Retire Rich and Happy: The 7 Must-Follow Steps for Financial Freedom!
Everyone has an opinion on financial independence, but not all know what it means. Simply put, a stage in your life where you have adequate funds to achieve your life goals is financial independence. In theory, you achieve financial independence by investing right after entering the job market for years. However, there are more steps involved in retirement planning. Make sure to use an online calculator for retirement while following the steps for financial freedom. The steps are:
- Purchase adequate life insurance cover:
Your savings are not adequate to take care of your family’s day-to-day expenses when you are not around. One of the best ways to secure your family’s financial future is purchasing an appropriate life insurance cover. A term life insurance cover can financially serve your family in your absence. The family members can claim the financial benefits of the insurance for meeting their financial needs after your passing. Furthermore, if you leave behind debt and liabilities, your family can pay them off using the claim money. Life insurance will help you achieve your plans for your loved ones and you.
- Buy a health insurance cover:
Hospitalisation or an illness can drain your savings and sometimes lead to debt. Therefore, you must also opt for health insurance apart from life insurance. Medical insurance plans are imperative for yourself and your family because hospitals are expensive. Using facilities like base policy and super top-up can save you from the pressures of hospitalisation. Treatment for critical illnesses like heart attack, cancer, and kidney failure can dent the financial well-being of your family. Health insurance plans can help you pay your medical bills when you are ill and hospitalised.

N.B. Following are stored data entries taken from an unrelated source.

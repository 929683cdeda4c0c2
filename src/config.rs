use std::env;
use std::str::FromStr;
use std::time::Duration;

use crate::error::ConfigError;
use crate::signing::DEFAULT_SIGNATURE_HEADER;

/// Upper bound on per-run fan-out, regardless of configuration.
pub const MAX_CONCURRENCY_LIMIT: usize = 10;

/// Minimum headroom of the claim lease over the request timeout.
pub const CLAIM_LEASE_MARGIN: Duration = Duration::from_secs(5);

/// Exponential retry backoff.
///
/// Delay before attempt `n + 1` after `n` failures is
/// `min(base * 2^(n-1), max)` plus up to `jitter`.
#[derive(Debug, Clone, Copy, PartialEq, Eq)]
pub struct Backoff {
    pub base: Duration,
    pub max: Duration,
    pub jitter: Duration,
}

impl Backoff {
    pub fn new(base: Duration, max: Duration, jitter: Duration) -> Self {
        Self { base, max, jitter }
    }

    /// Delay before the next attempt, given the failed attempt count.
    pub fn delay_for(&self, attempt_count: u32) -> Duration {
        let base_ms = self.base.as_millis().max(1) as u64;
        let max_ms = (self.max.as_millis() as u64).max(base_ms);
        let pow = 2u64.saturating_pow(attempt_count.saturating_sub(1));
        let exp = base_ms.saturating_mul(pow).min(max_ms);

        let jitter_ms = self.jitter.as_millis() as u64;
        let jitter = if jitter_ms == 0 {
            0
        } else {
            fastrand::u64(0..=jitter_ms)
        };

        Duration::from_millis(exp.saturating_add(jitter))
    }
}

/// Dispatcher settings.
#[derive(Debug, Clone)]
pub struct DispatcherConfig {
    /// Maximum records fetched per run.
    pub batch_limit: usize,

    /// Records delivered concurrently within one run. Clamped to
    /// `1..=MAX_CONCURRENCY_LIMIT`.
    pub max_concurrency: usize,

    /// Timeout for a single delivery attempt.
    pub request_timeout: Duration,

    /// Once elapsed, no new record of the batch is started.
    pub run_deadline: Option<Duration>,

    /// How long a claimed record stays invisible to other runs. Never
    /// shorter than `request_timeout + CLAIM_LEASE_MARGIN` in effect.
    pub claim_lease: Duration,

    pub user_agent: String,
    pub signature_header: String,

    /// `None` makes retrying records due again immediately.
    pub backoff: Option<Backoff>,
}

impl Default for DispatcherConfig {
    fn default() -> Self {
        Self {
            batch_limit: 50,
            max_concurrency: 5,
            request_timeout: Duration::from_secs(10),
            run_deadline: None,
            claim_lease: Duration::from_secs(60),
            user_agent: format!("WebhookDelivery-Webhook/{}", env!("CARGO_PKG_VERSION")),
            signature_header: DEFAULT_SIGNATURE_HEADER.to_string(),
            backoff: None,
        }
    }
}

impl DispatcherConfig {
    /// Build from `WEBHOOK_*` environment variables on top of the defaults.
    pub fn from_env() -> Result<Self, ConfigError> {
        Self::from_lookup(|key| env::var(key).ok())
    }

    fn from_lookup<F>(lookup: F) -> Result<Self, ConfigError>
    where
        F: Fn(&str) -> Option<String>,
    {
        let mut config = Self::default();

        if let Some(limit) = parse_var::<usize, _>(&lookup, "WEBHOOK_BATCH_LIMIT")? {
            if limit == 0 {
                return Err(ConfigError {
                    key: "WEBHOOK_BATCH_LIMIT".to_string(),
                    reason: "must be at least 1".to_string(),
                });
            }
            config.batch_limit = limit;
        }
        if let Some(n) = parse_var(&lookup, "WEBHOOK_MAX_CONCURRENCY")? {
            config.max_concurrency = n;
        }
        if let Some(ms) = parse_var(&lookup, "WEBHOOK_REQUEST_TIMEOUT_MS")? {
            config.request_timeout = Duration::from_millis(ms);
        }
        if let Some(ms) = parse_var(&lookup, "WEBHOOK_RUN_DEADLINE_MS")? {
            config.run_deadline = Some(Duration::from_millis(ms));
        }
        if let Some(ms) = parse_var(&lookup, "WEBHOOK_CLAIM_LEASE_MS")? {
            config.claim_lease = Duration::from_millis(ms);
        }
        if let Some(header) = lookup("WEBHOOK_SIGNATURE_HEADER") {
            config.signature_header = header;
        }
        if let Some(agent) = lookup("WEBHOOK_USER_AGENT") {
            config.user_agent = agent;
        }

        if let Some(base_ms) = parse_var::<u64, _>(&lookup, "WEBHOOK_BACKOFF_BASE_MS")? {
            let max_ms = parse_var(&lookup, "WEBHOOK_BACKOFF_MAX_MS")?.unwrap_or(base_ms.saturating_mul(32));
            let jitter_ms = parse_var(&lookup, "WEBHOOK_BACKOFF_JITTER_MS")?.unwrap_or(0);
            config.backoff = Some(Backoff::new(
                Duration::from_millis(base_ms),
                Duration::from_millis(max_ms),
                Duration::from_millis(jitter_ms),
            ));
        }

        if config.claim_lease <= config.request_timeout {
            return Err(ConfigError {
                key: "WEBHOOK_CLAIM_LEASE_MS".to_string(),
                reason: format!(
                    "claim lease {}ms must exceed the request timeout {}ms",
                    config.claim_lease.as_millis(),
                    config.request_timeout.as_millis()
                ),
            });
        }

        Ok(config)
    }

    /// Lease used when claiming a record.
    ///
    /// A lease that could expire while the attempt is still in flight
    /// would let another run deliver the same record concurrently.
    pub fn effective_claim_lease(&self) -> Duration {
        self.claim_lease
            .max(self.request_timeout.saturating_add(CLAIM_LEASE_MARGIN))
    }

    /// Effective fan-out for a run.
    pub fn concurrency(&self) -> usize {
        self.max_concurrency.clamp(1, MAX_CONCURRENCY_LIMIT)
    }
}

fn parse_var<T, F>(lookup: &F, key: &str) -> Result<Option<T>, ConfigError>
where
    T: FromStr,
    T::Err: std::fmt::Display,
    F: Fn(&str) -> Option<String>,
{
    let Some(raw) = lookup(key) else {
        return Ok(None);
    };

    raw.trim().parse().map(Some).map_err(|e: T::Err| ConfigError {
        key: key.to_string(),
        reason: e.to_string(),
    })
}

#[cfg(test)]
mod tests {
    use std::collections::HashMap;

    use super::*;

    fn lookup_from(pairs: &[(&str, &str)]) -> impl Fn(&str) -> Option<String> {
        let map: HashMap<String, String> = pairs
            .iter()
            .map(|(k, v)| (k.to_string(), v.to_string()))
            .collect();
        move |key| map.get(key).cloned()
    }

    #[test]
    fn defaults_apply_without_environment() {
        let config = DispatcherConfig::from_lookup(lookup_from(&[])).unwrap();

        assert_eq!(config.batch_limit, 50);
        assert_eq!(config.max_concurrency, 5);
        assert_eq!(config.signature_header, "X-Webhook-Signature");
        assert!(config.user_agent.starts_with("WebhookDelivery-Webhook/"));
        assert!(config.backoff.is_none());
        assert!(config.run_deadline.is_none());
    }

    #[test]
    fn overrides_are_parsed() {
        let config = DispatcherConfig::from_lookup(lookup_from(&[
            ("WEBHOOK_BATCH_LIMIT", "20"),
            ("WEBHOOK_REQUEST_TIMEOUT_MS", "1500"),
            ("WEBHOOK_RUN_DEADLINE_MS", "30000"),
            ("WEBHOOK_SIGNATURE_HEADER", "X-SiteVoice-Signature"),
            ("WEBHOOK_BACKOFF_BASE_MS", "100"),
        ]))
        .unwrap();

        assert_eq!(config.batch_limit, 20);
        assert_eq!(config.request_timeout, Duration::from_millis(1500));
        assert_eq!(config.run_deadline, Some(Duration::from_secs(30)));
        assert_eq!(config.signature_header, "X-SiteVoice-Signature");
        assert_eq!(
            config.backoff,
            Some(Backoff::new(
                Duration::from_millis(100),
                Duration::from_millis(3200),
                Duration::ZERO,
            ))
        );
    }

    #[test]
    fn unparsable_value_names_the_key() {
        let err = DispatcherConfig::from_lookup(lookup_from(&[("WEBHOOK_MAX_CONCURRENCY", "lots")]))
            .unwrap_err();

        assert_eq!(err.key, "WEBHOOK_MAX_CONCURRENCY");
    }

    #[test]
    fn zero_batch_limit_is_rejected() {
        let err = DispatcherConfig::from_lookup(lookup_from(&[("WEBHOOK_BATCH_LIMIT", "0")]))
            .unwrap_err();

        assert_eq!(err.key, "WEBHOOK_BATCH_LIMIT");
    }

    #[test]
    fn claim_lease_must_outlive_request_timeout() {
        let err = DispatcherConfig::from_lookup(lookup_from(&[("WEBHOOK_CLAIM_LEASE_MS", "0")]))
            .unwrap_err();
        assert_eq!(err.key, "WEBHOOK_CLAIM_LEASE_MS");

        let err = DispatcherConfig::from_lookup(lookup_from(&[
            ("WEBHOOK_REQUEST_TIMEOUT_MS", "5000"),
            ("WEBHOOK_CLAIM_LEASE_MS", "5000"),
        ]))
        .unwrap_err();
        assert_eq!(err.key, "WEBHOOK_CLAIM_LEASE_MS");

        let config = DispatcherConfig::from_lookup(lookup_from(&[
            ("WEBHOOK_REQUEST_TIMEOUT_MS", "5000"),
            ("WEBHOOK_CLAIM_LEASE_MS", "5001"),
        ]))
        .unwrap();
        assert_eq!(config.claim_lease, Duration::from_millis(5001));
    }

    #[test]
    fn effective_claim_lease_covers_the_request_timeout() {
        let config = DispatcherConfig {
            request_timeout: Duration::from_secs(10),
            claim_lease: Duration::from_millis(100),
            ..Default::default()
        };
        assert_eq!(config.effective_claim_lease(), Duration::from_secs(10) + CLAIM_LEASE_MARGIN);

        let config = DispatcherConfig {
            request_timeout: Duration::from_secs(1),
            claim_lease: Duration::from_secs(120),
            ..Default::default()
        };
        assert_eq!(config.effective_claim_lease(), Duration::from_secs(120));
    }

    #[test]
    fn concurrency_is_clamped() {
        let mut config = DispatcherConfig::default();

        config.max_concurrency = 0;
        assert_eq!(config.concurrency(), 1);

        config.max_concurrency = 64;
        assert_eq!(config.concurrency(), MAX_CONCURRENCY_LIMIT);
    }

    #[test]
    fn backoff_grows_exponentially_up_to_max() {
        let backoff = Backoff::new(
            Duration::from_millis(100),
            Duration::from_millis(500),
            Duration::ZERO,
        );

        assert_eq!(backoff.delay_for(1), Duration::from_millis(100));
        assert_eq!(backoff.delay_for(2), Duration::from_millis(200));
        assert_eq!(backoff.delay_for(3), Duration::from_millis(400));
        assert_eq!(backoff.delay_for(4), Duration::from_millis(500));
        assert_eq!(backoff.delay_for(40), Duration::from_millis(500));
    }

    #[test]
    fn backoff_jitter_stays_in_range() {
        let backoff = Backoff::new(
            Duration::from_millis(100),
            Duration::from_millis(100),
            Duration::from_millis(50),
        );

        for _ in 0..100 {
            let delay = backoff.delay_for(1);
            assert!(delay >= Duration::from_millis(100));
            assert!(delay <= Duration::from_millis(150));
        }
    }
}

- An emergency fund is a must:
Building an emergency fund is a must while planning for financial freedom. Prepare yourself for financial crunches caused by disability, job loss, or illnesses. Build an emergency fund to avoid redeeming your investments. The emergency should cover medical expenses, EMIs, children’s tuition fees, insurance premiums, and utility bills.
- Build a retirement corpus:
Apart from an emergency corpus, build one specifically for your day-to-day expenses when you stop working, i.e., a retirement fund. Your physical ability and earning capacity will reduce when you retire. Your retirement corpus should help you take care of expenses when you are not working anymore.
- Consider investing in equity funds:
Equity funds allocate funds to equities and their related securities according to the name. These funds are ideal if you are investing to acquire wealth over time. They invest in the equity market, so they are risky. You can start your investment journey by investing in equity funds and switch to debt funds as you near retirement. You will enjoy high returns by investing in equity funds for equally high investment risks.
- Consult SEBI-registered financial advisors:
Planning your financial life can be a daunting task. However, you don’t need to plan your finances alone. Contact a financial expert registered with SEBI. They can help you formulate strategies for wealth accumulation.
- Use online tools:
Assess the different scenarios that can earn you higher returns. One of these online tools is the retirement calculator. These calculators can help you plan for your retirement fund. You can learn more about these calculators by Googling “What is retirement calculator.”
Apart from these seven, there are several other steps for achieving financial freedom. Before planning for financial freedom, consider your time horizon and risk tolerance and calculate returns using a retirement calculator.